Testing with external users can be very valuable. Testing internally is also important. It’s even better when your own QA, developers, designers and artists can be users of your software.

Another big challenge in ergonomics is the increasing layout challenges of different resolutions and aspect ratios on phones, tablets, notebooks, desktops and consoles. This is a significant task to manage laying out content so it is easily consumed and to make the interface handle these changes gracefully. A snapping and reflow system along with content scaling which can respond to physical display dimensions is a critical tool. It should allow suitable designer control to make specific adjustments as required for the wide variety of devices now available.

LINK Gestural guidelines

Cinematic Introduction

Performance 60fps frame rate and 0fps idle frame rate is our goal. Make things fast and smooth when we are using them and drop the app down when we are not.

Touch, file, audio, network and memory latency are always there. We need to work to understand and minimise these within the engine as much as possible – then to come up with guidelines for app developers where performance gains can be made.

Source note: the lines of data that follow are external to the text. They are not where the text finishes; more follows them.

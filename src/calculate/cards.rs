//! Card inclusion statistics over decklists.
//!
//! Decks are identified by (player, archetype); repeated identities count
//! once, first occurrence wins. Averages and percentages are taken over every
//! deck in scope, including decks without the card.

use std::collections::BTreeMap;

use tracing::debug;

use super::CalculateError;
use crate::models::{percentage, ratio, unique_decks, CardStat, CardUsage, Decklist};

#[derive(Debug, Clone, Copy, Default)]
struct Tally {
    main_total: u32,
    main_decks: u32,
    side_total: u32,
    side_decks: u32,
    decks: u32,
}

impl Tally {
    /// Fold one deck's copies of a card.
    fn add(&mut self, main: u32, side: u32) {
        self.main_total += main;
        self.side_total += side;
        if main > 0 {
            self.main_decks += 1;
        }
        if side > 0 {
            self.side_decks += 1;
        }
        if main + side > 0 {
            self.decks += 1;
        }
    }

    fn total(&self) -> u32 {
        self.main_total + self.side_total
    }

    fn into_stat(self, name: &str, archetype: Option<&str>, total_decks: u32) -> CardStat {
        CardStat {
            name: name.to_string(),
            archetype: archetype.map(str::to_string),
            main_deck_total: self.main_total,
            main_deck_average: ratio(self.main_total, total_decks),
            main_deck_decks_included: self.main_decks,
            main_deck_percentage: percentage(self.main_decks, total_decks),
            sideboard_total: self.side_total,
            sideboard_average: ratio(self.side_total, total_decks),
            sideboard_decks_included: self.side_decks,
            sideboard_percentage: percentage(self.side_decks, total_decks),
            total_copies: self.total(),
            decks_included: self.decks,
            total_decks,
            percentage_included: percentage(self.decks, total_decks),
        }
    }
}

fn require(label: &str, value: &str) -> Result<(), CalculateError> {
    if value.trim().is_empty() {
        return Err(CalculateError::InvalidScope(format!(
            "{} must not be blank",
            label
        )));
    }
    Ok(())
}

/// Unique decks, optionally limited to one archetype.
fn decks_in_scope<'a>(decklists: &'a [Decklist], archetype: Option<&str>) -> Vec<&'a Decklist> {
    let (kept, dropped) = unique_decks(
        decklists
            .iter()
            .filter(|d| archetype.map_or(true, |a| d.archetype == a)),
    );
    if dropped > 0 {
        debug!("Ignored {} repeated decklists", dropped);
    }
    kept
}

fn tally_card(decks: &[&Decklist], card: &str) -> Tally {
    let mut tally = Tally::default();
    for deck in decks {
        tally.add(deck.main_deck_copies(card), deck.sideboard_copies(card));
    }
    tally
}

/// Per-card copies of one deck, repeated entries summed: name → (main, side).
fn deck_cards(deck: &Decklist) -> BTreeMap<&str, (u32, u32)> {
    let mut cards: BTreeMap<&str, (u32, u32)> = BTreeMap::new();
    for entry in &deck.main_deck {
        cards.entry(entry.name.as_str()).or_default().0 += entry.count;
    }
    for entry in &deck.sideboard {
        cards.entry(entry.name.as_str()).or_default().1 += entry.count;
    }
    cards
}

fn by_copies_desc(a: &CardStat, b: &CardStat) -> std::cmp::Ordering {
    b.total_copies.cmp(&a.total_copies)
}

/// Every card played in one archetype, most copies first (ties by name).
pub fn cards_in_archetype(
    decklists: &[Decklist],
    archetype: &str,
) -> Result<Vec<CardStat>, CalculateError> {
    require("archetype", archetype)?;

    let decks = decks_in_scope(decklists, Some(archetype));
    let total_decks = decks.len() as u32;

    let mut tallies: BTreeMap<&str, Tally> = BTreeMap::new();
    for deck in &decks {
        for (name, (main, side)) in deck_cards(deck) {
            tallies.entry(name).or_default().add(main, side);
        }
    }

    let mut stats: Vec<CardStat> = tallies
        .into_iter()
        .filter(|(_, t)| t.total() > 0)
        .map(|(name, t)| t.into_stat(name, Some(archetype), total_decks))
        .collect();
    stats.sort_by(by_copies_desc);

    debug!(
        "Card stats for {}: {} cards over {} decks",
        archetype,
        stats.len(),
        total_decks
    );
    Ok(stats)
}

/// One card broken down by archetype. The denominator of each row is every
/// deck of that archetype; archetypes without a copy are omitted. Most copies
/// first (ties by archetype).
pub fn card_across_archetypes(
    decklists: &[Decklist],
    card: &str,
) -> Result<Vec<CardStat>, CalculateError> {
    require("card", card)?;

    let mut groups: BTreeMap<&str, Vec<&Decklist>> = BTreeMap::new();
    for deck in decks_in_scope(decklists, None) {
        groups.entry(deck.archetype.as_str()).or_default().push(deck);
    }

    let mut stats: Vec<CardStat> = groups
        .into_iter()
        .filter_map(|(archetype, decks)| {
            let tally = tally_card(&decks, card);
            (tally.total() > 0).then(|| tally.into_stat(card, Some(archetype), decks.len() as u32))
        })
        .collect();
    stats.sort_by(by_copies_desc);
    Ok(stats)
}

/// One card within one archetype, `None` when no deck there plays it.
pub fn card_in_archetype(
    decklists: &[Decklist],
    card: &str,
    archetype: &str,
) -> Result<Option<CardStat>, CalculateError> {
    require("card", card)?;
    require("archetype", archetype)?;

    let decks = decks_in_scope(decklists, Some(archetype));
    let tally = tally_card(&decks, card);
    if tally.total() == 0 {
        return Ok(None);
    }
    Ok(Some(tally.into_stat(card, Some(archetype), decks.len() as u32)))
}

/// One card across the whole field. Always returns a row, zeroed when the
/// card is never played.
pub fn card_totals(decklists: &[Decklist], card: &str) -> Result<CardStat, CalculateError> {
    require("card", card)?;

    let decks = decks_in_scope(decklists, None);
    Ok(tally_card(&decks, card).into_stat(card, None, decks.len() as u32))
}

/// Every card in the field with its copy totals, most copies first.
pub fn card_usage(decklists: &[Decklist]) -> Vec<CardUsage> {
    let mut usage: BTreeMap<&str, CardUsage> = BTreeMap::new();

    for deck in decks_in_scope(decklists, None) {
        for (name, (main, side)) in deck_cards(deck) {
            if main + side == 0 {
                continue;
            }
            let row = usage.entry(name).or_insert_with(|| CardUsage {
                name: name.to_string(),
                total_copies: 0,
                main_deck_copies: 0,
                sideboard_copies: 0,
                decks_included: 0,
            });
            row.main_deck_copies += main;
            row.sideboard_copies += side;
            row.total_copies += main + side;
            row.decks_included += 1;
        }
    }

    let mut rows: Vec<CardUsage> = usage.into_values().collect();
    rows.sort_by(|a, b| b.total_copies.cmp(&a.total_copies));
    rows
}

#[cfg(test)]
mod tests {
    use super::*;
    use crate::models::CardEntry;
    use pretty_assertions::assert_eq;

    fn deck(player: &str, archetype: &str, main: &[(u32, &str)], side: &[(u32, &str)]) -> Decklist {
        Decklist::new(player, archetype)
            .with_main_deck(main.iter().map(|(c, n)| CardEntry::new(*c, *n)).collect())
            .with_sideboard(side.iter().map(|(c, n)| CardEntry::new(*c, *n)).collect())
    }

    fn field() -> Vec<Decklist> {
        vec![
            deck(
                "Ann",
                "Red Deck",
                &[(3, "Lightning Bolt"), (20, "Mountain")],
                &[(2, "Pyroblast")],
            ),
            deck("Cal", "Red Deck", &[(3, "Lightning Bolt"), (21, "Mountain")], &[]),
            deck("Ben", "Blue Deck", &[(4, "Counterspell"), (20, "Island")], &[]),
            deck("Dee", "Blue Deck", &[(4, "Counterspell")], &[(1, "Lightning Bolt")]),
            deck("Eve", "Blue Deck", &[(2, "Counterspell")], &[]),
        ]
    }

    #[test]
    fn test_card_in_archetype_basic() {
        let decks = vec![
            deck("P1", "Red Deck", &[(4, "Lightning Bolt")], &[]),
            deck("P2", "Red Deck", &[(2, "Lightning Bolt")], &[]),
            deck("P3", "Blue Deck", &[], &[]),
        ];
        let stat = card_in_archetype(&decks, "Lightning Bolt", "Red Deck")
            .unwrap()
            .unwrap();

        assert_eq!(stat.main_deck_total, 6);
        assert_eq!(stat.main_deck_average, 3.0);
        assert_eq!(stat.decks_included, 2);
        assert_eq!(stat.total_decks, 2);
        assert_eq!(stat.percentage_included, 100.0);
    }

    #[test]
    fn test_average_counts_decks_without_the_card() {
        let stats = cards_in_archetype(&field(), "Blue Deck").unwrap();
        let counterspell = stats.iter().find(|s| s.name == "Counterspell").unwrap();
        assert_eq!(counterspell.main_deck_total, 10);
        assert!((counterspell.main_deck_average - 10.0 / 3.0).abs() < 1e-9);

        let island = stats.iter().find(|s| s.name == "Island").unwrap();
        assert_eq!(island.main_deck_decks_included, 1);
        assert_eq!(island.total_decks, 3);
        assert!((island.percentage_included - 100.0 / 3.0).abs() < 1e-9);
    }

    #[test]
    fn test_cards_in_archetype_order_and_scope() {
        let stats = cards_in_archetype(&field(), "Red Deck").unwrap();
        let names: Vec<_> = stats.iter().map(|s| s.name.as_str()).collect();
        assert_eq!(names, vec!["Mountain", "Lightning Bolt", "Pyroblast"]);
        assert!(stats.iter().all(|s| s.archetype.as_deref() == Some("Red Deck")));
    }

    #[test]
    fn test_sideboard_only_inclusion_counts() {
        let stat = card_in_archetype(&field(), "Lightning Bolt", "Blue Deck")
            .unwrap()
            .unwrap();
        assert_eq!(stat.main_deck_total, 0);
        assert_eq!(stat.sideboard_total, 1);
        assert_eq!(stat.sideboard_decks_included, 1);
        assert_eq!(stat.decks_included, 1);
        assert_eq!(stat.total_decks, 3);
    }

    #[test]
    fn test_percentage_bounds() {
        for archetype in ["Red Deck", "Blue Deck"] {
            for stat in cards_in_archetype(&field(), archetype).unwrap() {
                assert!(stat.decks_included <= stat.total_decks);
                assert!((0.0..=100.0).contains(&stat.percentage_included));
                assert!(stat.total_copies > 0);
            }
        }
    }

    #[test]
    fn test_card_across_archetypes() {
        let rows = card_across_archetypes(&field(), "Lightning Bolt").unwrap();
        assert_eq!(rows.len(), 2);
        assert_eq!(rows[0].archetype.as_deref(), Some("Red Deck"));
        assert_eq!(rows[0].total_copies, 6);
        assert_eq!(rows[0].total_decks, 2);
        assert_eq!(rows[1].archetype.as_deref(), Some("Blue Deck"));
        assert_eq!(rows[1].total_copies, 1);
        assert_eq!(rows[1].total_decks, 3);
    }

    #[test]
    fn test_card_across_archetypes_omits_zero_rows() {
        let rows = card_across_archetypes(&field(), "Counterspell").unwrap();
        assert_eq!(rows.len(), 1);
        assert!(card_across_archetypes(&field(), "Black Lotus")
            .unwrap()
            .is_empty());
    }

    #[test]
    fn test_card_in_archetype_absent() {
        assert!(card_in_archetype(&field(), "Island", "Red Deck")
            .unwrap()
            .is_none());
        assert!(card_in_archetype(&field(), "Island", "Green Deck")
            .unwrap()
            .is_none());
    }

    #[test]
    fn test_card_totals() {
        let stat = card_totals(&field(), "Lightning Bolt").unwrap();
        assert_eq!(stat.archetype, None);
        assert_eq!(stat.total_copies, 7);
        assert_eq!(stat.decks_included, 3);
        assert_eq!(stat.total_decks, 5);
        assert_eq!(stat.percentage_included, 60.0);

        let none = card_totals(&field(), "Black Lotus").unwrap();
        assert_eq!(none.total_copies, 0);
        assert_eq!(none.percentage_included, 0.0);
    }

    #[test]
    fn test_repeated_deck_identity_counted_once() {
        let mut decks = vec![deck("Ann", "Red Deck", &[(3, "Lightning Bolt")], &[])];
        decks.push(deck("Ann", "Red Deck", &[(4, "Lightning Bolt")], &[]));

        let stat = card_in_archetype(&decks, "Lightning Bolt", "Red Deck")
            .unwrap()
            .unwrap();
        assert_eq!(stat.total_decks, 1);
        assert_eq!(stat.main_deck_total, 3);
    }

    #[test]
    fn test_repeated_entries_in_one_deck() {
        let decks = vec![deck(
            "Ann",
            "Red Deck",
            &[(2, "Lightning Bolt"), (1, "Lightning Bolt")],
            &[],
        )];
        let stats = cards_in_archetype(&decks, "Red Deck").unwrap();
        assert_eq!(stats.len(), 1);
        assert_eq!(stats[0].main_deck_total, 3);
        assert_eq!(stats[0].main_deck_decks_included, 1);
    }

    #[test]
    fn test_empty_scope() {
        assert!(cards_in_archetype(&field(), "Green Deck").unwrap().is_empty());
        assert!(cards_in_archetype(&[], "Red Deck").unwrap().is_empty());
        let stat = card_totals(&[], "Lightning Bolt").unwrap();
        assert_eq!(stat.total_decks, 0);
        assert_eq!(stat.main_deck_average, 0.0);
    }

    #[test]
    fn test_blank_arguments_rejected() {
        assert!(matches!(
            cards_in_archetype(&field(), "  "),
            Err(CalculateError::InvalidScope(_))
        ));
        assert!(card_across_archetypes(&field(), "").is_err());
        assert!(card_in_archetype(&field(), "Lightning Bolt", "").is_err());
        assert!(card_totals(&field(), " ").is_err());
    }

    #[test]
    fn test_card_usage() {
        let usage = card_usage(&field());
        assert_eq!(usage[0].name, "Mountain");
        assert_eq!(usage[0].total_copies, 41);

        let bolt = usage.iter().find(|u| u.name == "Lightning Bolt").unwrap();
        assert_eq!(bolt.main_deck_copies, 6);
        assert_eq!(bolt.sideboard_copies, 1);
        assert_eq!(bolt.decks_included, 3);
    }
}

Database – use transactions, use in memory mode for inner loops
Images – stream images, provide levels of detail
http – use async mode and show users a progress indicator

State is a really important thing to communicate to users. It might be the pen selected in a painting program with a clear highlight, and perhaps pulling it out of place. It may be a choice is being presented so we need to refocus the user on the foreground and drop out the background. By making state, and the resulting choices or action options really clear users will find our applications more intuitive and less frustrating.

Actions are often how we get things done in applications. We need to think about how we can show users these actions have been performed with direct feedback. It might be animating photos into the slideshow when you flick them, it might be having a photo disappear into particles when you delete it, it might be an animation of photos going into a cloud when you upload, but making actions clear as to their behavior and successful usage will make users much more comfortable with the application. The aim is to make this action feedback fun rather than annoying and certainly not to slow the user down.

A key issue with many chat interfaces and NUI interfaces is there is no discovery mechanism for actions. It’s really important that the application can show the things a user can potentially do with the item they are interacting with. Consistent vocabulary for hover labels, iconography and previews of actions are all powerful tools in helping users understand the potential of actions.

Consistent is important. We need to strive to share metaphors and components across our families of applications. It’s important we provide a consistent mental model for users. When they reach out and touch a screen we want it to work the way they expect.

Rich Content is appealing. We need to try to bring our content, our partner’s content, our USERS content to the front and center. Full screen views of family videos, large thumbnails when browsing through files, great movie trailer posters filling the screen. Large amounts of interaction overhead is a burden on users, large amounts of (appropriate) content to browse is enjoyable and enriching.

Content is the center of the experience – the application is what enables and presents it.

Worlds are an important part of the human brain. We remember where our street is, where our place is and where our room is. This does NOT imply we make big villages to navigate – the abstraction of the getting to the web in a browser rather than having to walk down a virtual hallway to the library is clearly a benefit. Actually 2D planes are still our best interaction model with a 2D screen. The premise is that 2D workspaces can be layed out in a 3D space and transitions can be used to help user build a mental model of where they are in the overall space.

e.g. as you select a sub folder the previous folder animates past the camera and you appear to drop one level deeper into the hierarchy. Then pressing up a level will animate back. This provides users with a strong mental model to understand they are going in and out of a file system.